が、ホタテに限れば日本が毎年中国から輸入している約4千トンは、中国から買わなくても国内で調達ができる。そして米国向けの1万トンも、中国が止めた日本からの8万トンの中から、日本で加工して米国に輸出したら良い。武器の見返りに買ってくれ、と岸田総理は働き掛けるべきだ。

但しそれには、SC認証(生産認証)、ISO9000、HACCPなどの取得や、米国向けのFDA認証、欧州向けのBRCS認証が必要だし、中国の水産加工社並みに、養殖場から工場までの全プロセスでMSC、ASC認証を取得することも必要だ。政府はこの辺りにこそお金を使うべきだろう。

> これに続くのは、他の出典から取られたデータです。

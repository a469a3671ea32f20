// SPDX-License-Identifier: LGPL-3.0-only
//
// This file is provided WITHOUT ANY WARRANTY;
// without even the implied warranty of MERCHANTABILITY
// or FITNESS FOR A PARTICULAR PURPOSE.

mod local_oracle;
mod proof;

pub use local_oracle::*;
pub use proof::*;
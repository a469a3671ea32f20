// SPDX-License-Identifier: LGPL-3.0-only
//
// This file is provided WITHOUT ANY WARRANTY;
// without even the implied warranty of MERCHANTABILITY
// or FITNESS FOR A PARTICULAR PURPOSE.

mod mock_oracle;
mod system;
mod utils;
mod verifiers;

pub use mock_oracle::*;
pub use system::*;
pub use utils::*;
pub use verifiers::*;
// SPDX-License-Identifier: LGPL-3.0-only
//
// This file is provided WITHOUT ANY WARRANTY;
// without even the implied warranty of MERCHANTABILITY
// or FITNESS FOR A PARTICULAR PURPOSE.

use crate::IntoKey;
use actix::Message;

#[derive(Message, Clone, Debug, PartialEq, Eq, Hash)]
#[rtype(result = "()")]
pub struct Insert(pub Vec<u8>, pub Vec<u8>);
impl Insert {
    pub fn new<K: IntoKey>(key: K, value: Vec<u8>) -> Self {
        Self(key.into_key(), value)
    }

    pub fn key(&self) -> &Vec<u8> {
        &self.0
    }

    pub fn value(&self) -> &Vec<u8> {
        &self.1
    }
}

#[derive(Message, Clone, Debug, PartialEq, Eq, Hash)]
#[rtype(result = "Option<Vec<u8>>")]
pub struct Get(pub Vec<u8>);
impl Get {
    pub fn new<K: IntoKey>(key: K) -> Self {
        Self(key.into_key())
    }

    pub fn key(&self) -> &Vec<u8> {
        &self.0
    }
}

#[derive(Message, Clone, Debug, PartialEq, Eq, Hash)]
#[rtype(result = "()")]
pub struct Remove(pub Vec<u8>);
impl Remove {
    pub fn new<K: IntoKey>(key: K) -> Self {
        Self(key.into_key())
    }

    pub fn key(&self) -> &Vec<u8> {
        &self.0
    }
}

その暁には、米国だけでなく韓国、台湾、カナダ、豪州などへの輸出の道が拓ける。その総量1万トンを米国分と合わせれば2万トンを優に超える。政府は、前述した各種認証所得に加え、補助金や税の優遇などによりホタテ加工品の価格競争力を強化して、これらの西側各国に購入支援を仰ぐのだ。

中国の全面禁輸をWTOに訴えるのも良かろう。しかし、WTOが常に公平公正で無謬かといえば、必ずしもそうではない裁定を過去に日本は受けた。また、前述のような策を日本が講じる場合、逆にそれを自らの実態を顧みずに、中国がWTOに訴える可能性がかなりの確率であるだろう。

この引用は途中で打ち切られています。